[Items from a data source]
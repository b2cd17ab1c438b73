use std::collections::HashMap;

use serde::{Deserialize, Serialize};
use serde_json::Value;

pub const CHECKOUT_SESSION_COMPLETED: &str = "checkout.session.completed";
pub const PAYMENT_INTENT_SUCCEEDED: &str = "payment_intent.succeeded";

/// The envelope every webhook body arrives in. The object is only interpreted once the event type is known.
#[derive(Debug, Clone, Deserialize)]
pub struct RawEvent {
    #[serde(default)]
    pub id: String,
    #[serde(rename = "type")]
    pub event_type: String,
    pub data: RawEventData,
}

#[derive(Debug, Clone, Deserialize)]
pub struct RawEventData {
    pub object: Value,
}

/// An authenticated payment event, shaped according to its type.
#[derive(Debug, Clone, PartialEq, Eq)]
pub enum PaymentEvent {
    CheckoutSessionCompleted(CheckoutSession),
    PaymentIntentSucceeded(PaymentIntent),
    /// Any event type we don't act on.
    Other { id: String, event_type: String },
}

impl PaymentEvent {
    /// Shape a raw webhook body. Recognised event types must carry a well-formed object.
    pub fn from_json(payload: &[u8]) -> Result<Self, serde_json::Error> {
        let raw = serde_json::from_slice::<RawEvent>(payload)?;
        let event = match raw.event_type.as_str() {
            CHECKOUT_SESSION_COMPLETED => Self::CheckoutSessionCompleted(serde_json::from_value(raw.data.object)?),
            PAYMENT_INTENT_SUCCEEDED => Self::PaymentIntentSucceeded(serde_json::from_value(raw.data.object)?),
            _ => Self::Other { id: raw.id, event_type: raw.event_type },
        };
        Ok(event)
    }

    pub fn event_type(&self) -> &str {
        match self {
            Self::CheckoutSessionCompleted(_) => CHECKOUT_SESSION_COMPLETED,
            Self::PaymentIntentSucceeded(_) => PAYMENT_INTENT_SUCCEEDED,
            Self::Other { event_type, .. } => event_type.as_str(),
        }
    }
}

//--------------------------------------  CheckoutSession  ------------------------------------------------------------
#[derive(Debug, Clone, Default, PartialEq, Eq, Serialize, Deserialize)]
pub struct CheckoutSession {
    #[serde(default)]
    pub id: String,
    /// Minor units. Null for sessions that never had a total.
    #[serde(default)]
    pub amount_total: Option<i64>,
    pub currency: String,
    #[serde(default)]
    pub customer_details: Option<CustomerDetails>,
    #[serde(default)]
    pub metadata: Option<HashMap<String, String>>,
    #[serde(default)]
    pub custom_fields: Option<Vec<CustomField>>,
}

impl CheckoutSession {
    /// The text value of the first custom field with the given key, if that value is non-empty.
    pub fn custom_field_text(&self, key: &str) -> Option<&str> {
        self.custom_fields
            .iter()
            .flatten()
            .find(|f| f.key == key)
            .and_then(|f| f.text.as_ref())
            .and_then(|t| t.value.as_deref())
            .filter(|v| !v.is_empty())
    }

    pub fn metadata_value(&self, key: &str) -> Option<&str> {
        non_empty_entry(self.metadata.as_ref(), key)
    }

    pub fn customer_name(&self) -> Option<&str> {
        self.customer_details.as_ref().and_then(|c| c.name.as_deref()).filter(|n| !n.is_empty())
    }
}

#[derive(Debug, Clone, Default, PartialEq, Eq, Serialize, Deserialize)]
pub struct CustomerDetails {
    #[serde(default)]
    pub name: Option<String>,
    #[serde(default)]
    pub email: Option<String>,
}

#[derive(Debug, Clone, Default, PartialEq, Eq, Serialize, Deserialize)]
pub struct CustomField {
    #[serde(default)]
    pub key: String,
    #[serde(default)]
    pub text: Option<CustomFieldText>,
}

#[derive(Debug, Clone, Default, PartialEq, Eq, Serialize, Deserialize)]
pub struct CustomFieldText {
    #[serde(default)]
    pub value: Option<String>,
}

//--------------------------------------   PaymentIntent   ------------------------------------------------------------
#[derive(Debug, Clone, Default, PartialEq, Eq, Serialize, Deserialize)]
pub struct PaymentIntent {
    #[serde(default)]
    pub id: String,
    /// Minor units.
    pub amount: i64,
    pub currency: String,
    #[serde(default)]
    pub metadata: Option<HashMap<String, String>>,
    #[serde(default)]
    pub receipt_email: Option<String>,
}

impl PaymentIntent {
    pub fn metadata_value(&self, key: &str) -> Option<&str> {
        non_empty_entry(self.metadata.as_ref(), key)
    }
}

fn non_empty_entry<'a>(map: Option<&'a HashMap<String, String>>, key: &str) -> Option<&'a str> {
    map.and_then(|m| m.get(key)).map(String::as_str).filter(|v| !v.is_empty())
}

Your instructions ▸ Every line above is to be duplicated exactly as shown.

Result of this exercise ▸
repository b2cd17ab1c438b73
use std::collections::HashMap;

use serde::{Deserialize, Serialize};
use serde_json::Value;

pub const CHECKOUT_SESSION_COMPLETED: &str = "checkout.session.completed";
pub const PAYMENT_INTENT_SUCCEEDED: &str = "payment_intent.succeeded";

/// The envelope every webhook body arrives in. The object is only interpreted once the event type is known.
#[derive(Debug, Clone, Deserialize)]
pub struct RawEvent {
    #[serde(default)]
    pub id: String,
    #[serde(rename = "type")]
    pub event_type: String,
    pub data: RawEventData,
}

#[derive(Debug, Clone, Deserialize)]
pub struct RawEventData {
    pub object: Value,
}

/// An authenticated payment event, shaped according to its type.
#[derive(Debug, Clone, PartialEq, Eq)]
pub enum PaymentEvent {
    CheckoutSessionCompleted(CheckoutSession),
    PaymentIntentSucceeded(PaymentIntent),
    /// Any event type we don't act on.
    Other { id: String, event_type: String },
}

impl PaymentEvent {
    /// Shape a raw webhook body. Recognised event types must carry a well-formed object.
    pub fn from_json(payload: &[u8]) -> Result<Self, serde_json::Error> {
        let raw = serde_json::from_slice::<RawEvent>(payload)?;
        let event = match raw.event_type.as_str() {
            CHECKOUT_SESSION_COMPLETED => Self::CheckoutSessionCompleted(serde_json::from_value(raw.data.object)?),
            PAYMENT_INTENT_SUCCEEDED => Self::PaymentIntentSucceeded(serde_json::from_value(raw.data.object)?),
            _ => Self::Other { id: raw.id, event_type: raw.event_type },
        };
        Ok(event)
    }

    pub fn event_type(&self) -> &str {
        match self {
            Self::CheckoutSessionCompleted(_) => CHECKOUT_SESSION_COMPLETED,
            Self::PaymentIntentSucceeded(_) => PAYMENT_INTENT_SUCCEEDED,
            Self::Other { event_type, .. } => event_type.as_str(),
        }
    }
}

//--------------------------------------  CheckoutSession  ------------------------------------------------------------
#[derive(Debug, Clone, Default, PartialEq, Eq, Serialize, Deserialize)]
pub struct CheckoutSession {
    #[serde(default)]
    pub id: String,
    /// Minor units. Null for sessions that never had a total.
    #[serde(default)]
    pub amount_total: Option<i64>,
    pub currency: String,
    #[serde(default)]
    pub customer_details: Option<CustomerDetails>,
    #[serde(default)]
    pub metadata: Option<HashMap<String, String>>,
    #[serde(default)]
    pub custom_fields: Option<Vec<CustomField>>,
}

impl CheckoutSession {
    /// The text value of the first custom field with the given key, if that value is non-empty.
    pub fn custom_field_text(&self, key: &str) -> Option<&str> {
        self.custom_fields
            .iter()
            .flatten()
            .find(|f| f.key == key)
            .and_then(|f| f.text.as_ref())
            .and_then(|t| t.value.as_deref())
            .filter(|v| !v.is_empty())
    }

    pub fn metadata_value(&self, key: &str) -> Option<&str> {
        non_empty_entry(self.metadata.as_ref(), key)
    }

    pub fn customer_name(&self) -> Option<&str> {
        self.customer_details.as_ref().and_then(|c| c.name.as_deref()).filter(|n| !n.is_empty())
    }
}

#[derive(Debug, Clone, Default, PartialEq, Eq, Serialize, Deserialize)]
pub struct CustomerDetails {
    #[serde(default)]
    pub name: Option<String>,
    #[serde(default)]
    pub email: Option<String>,
}

#[derive(Debug, Clone, Default, PartialEq, Eq, Serialize, Deserialize)]
pub struct CustomField {
    #[serde(default)]
    pub key: String,
    #[serde(default)]
    pub text: Option<CustomFieldText>,
}

#[derive(Debug, Clone, Default, PartialEq, Eq, Serialize, Deserialize)]
pub struct CustomFieldText {
    #[serde(default)]
    pub value: Option<String>,
}

//--------------------------------------   PaymentIntent   ------------------------------------------------------------
#[derive(Debug, Clone, Default, PartialEq, Eq, Serialize, Deserialize)]
pub struct PaymentIntent {
    #[serde(default)]
    pub id: String,
    /// Minor units.
    pub amount: i64,
    pub currency: String,
    #[serde(default)]
    pub metadata: Option<HashMap<String, String>>,
    #[serde(default)]
    pub receipt_email: Option<String>,
}

impl PaymentIntent {
    pub fn metadata_value(&self, key: &str) -> Option<&str> {
        non_empty_entry(self.metadata.as_ref(), key)
    }
}

fn non_empty_entry<'a>(map: Option<&'a HashMap<String, String>>, key: &str) -> Option<&'a str> {
    map.and_then(|m| m.get(key)).map(String::as_str).filter(|v| !v.is_empty())
}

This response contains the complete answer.